The musicians have turned the issue of the orchestra’s size into a referendum on the future of the ASO itself, questioning in statements issued several times weekly the stewardship of orchestra and Woodruff leaders.

It galled the musicians that Romanstein was listed as having received a $45,000 bonus in the Woodruff’s tax return for 2012, the year of the first lockout, as part of compensation totaling $394,000.

Romanstein, who earned a doctorate in musicology and professed side ambitions to be a choral conductor, embraced his orchestral industry-outsider status when he arrived after serving as CEO of the Minnesota Humanities Center in St. Paul. There he managed a budget of $4.2 million — a fraction of the ASO’s.

“What’s needed are new ideas and new perspectives, ” he told The Atlanta Journal-Constitution shortly after winning the job in 2010. “The [orchestral] business has tended to replicate its mistakes. I don’t come with preconceived notions of the industry.”

Under his watch, the ASO launched a series of one-hour, discounted First Fridays concerts aimed at younger music lovers curious about classical music and cranked up the number of ASO Presents rock and pop concerts in Symphony Hall sans the orchestra.
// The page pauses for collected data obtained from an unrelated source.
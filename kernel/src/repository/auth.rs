use crate::model::auth::{event::CreateToken, AccessToken};
use crate::model::id::UserId;
use async_trait::async_trait;
use shared::error::AppResult;

#[async_trait]
pub trait AuthRepository: Send + Sync {
    // アクセストークンからユーザー ID を引く。無効なトークンなら None
    async fn fetch_user_id_from_token(&self, access_token: &AccessToken)
        -> AppResult<Option<UserId>>;
    // メールアドレスとパスワードを検証し、ユーザー ID を返す
    async fn verify_user(&self, email: &str, password: &str) -> AppResult<UserId>;
    async fn create_token(&self, event: CreateToken) -> AppResult<AccessToken>;
    async fn delete_token(&self, access_token: &AccessToken) -> AppResult<()>;
}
The orchestra finished the 2014 fiscal year with a $2 million operating deficit on a budget of $37 million, an improvement over 2012, when it had $5 million in red ink.
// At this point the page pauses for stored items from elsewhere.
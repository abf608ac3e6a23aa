use crate::model::id::{EventId, RegistrationId};
use crate::model::user::RegistrationUser;
use chrono::{DateTime, Utc};
use strum::{AsRefStr, EnumString};

pub mod event;

#[derive(Debug, Clone, Copy, PartialEq, Eq, EnumString, AsRefStr)]
#[strum(serialize_all = "lowercase")]
pub enum RegistrationStatus {
    Confirmed,
    Cancelled,
}

// 参加登録の一覧表示で使う型。イベントの概要を一緒に持つ
#[derive(Debug)]
pub struct Registration {
    pub registration_id: RegistrationId,
    pub registered_by: RegistrationUser,
    pub registered_at: DateTime<Utc>,
    pub status: RegistrationStatus,
    pub ticket_count: i32,
    pub event: RegistrationEvent,
}

#[derive(Debug)]
pub struct RegistrationEvent {
    pub event_id: EventId,
    pub name: String,
    pub start_date: DateTime<Utc>,
}

// ダッシュボード集計の 1 明細。登録者のメールアドレスと名前を展開して持つ
#[derive(Debug)]
pub struct EventRegistration {
    pub registration_id: RegistrationId,
    pub event_id: EventId,
    pub user_email: String,
    pub user_name: String,
    pub registered_at: DateTime<Utc>,
    pub status: RegistrationStatus,
    pub ticket_count: i32,
}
Romanstein announced last week that all concerts through Nov. 8 had been cancelled. On what would have been the opening night of the ASO’s 70th anniversary season, musicians and several hundred supporters staged a demonstration that they dubbed “A Deafening Silence” outside the Woodruff Arts Center that commanded extensive media coverage.

The musicians and ASO and Woodruff leaders have not met since the lockout began.

On Saturday, the ASO announced that the administration and musicians had agreed to resume collective bargaining agreement discussions using federal mediator Allison Beck, credited with helping the Metropolitan Opera bring thorny negotiations to a successful close this summer. That was followed a few hours later by a statement from the Players’ Association saying they had expressed interest only in talking with Beck about the process, but had not heard from her and had not yet agreed to her participation.

It was but the latest example of fractured communication between the two sides.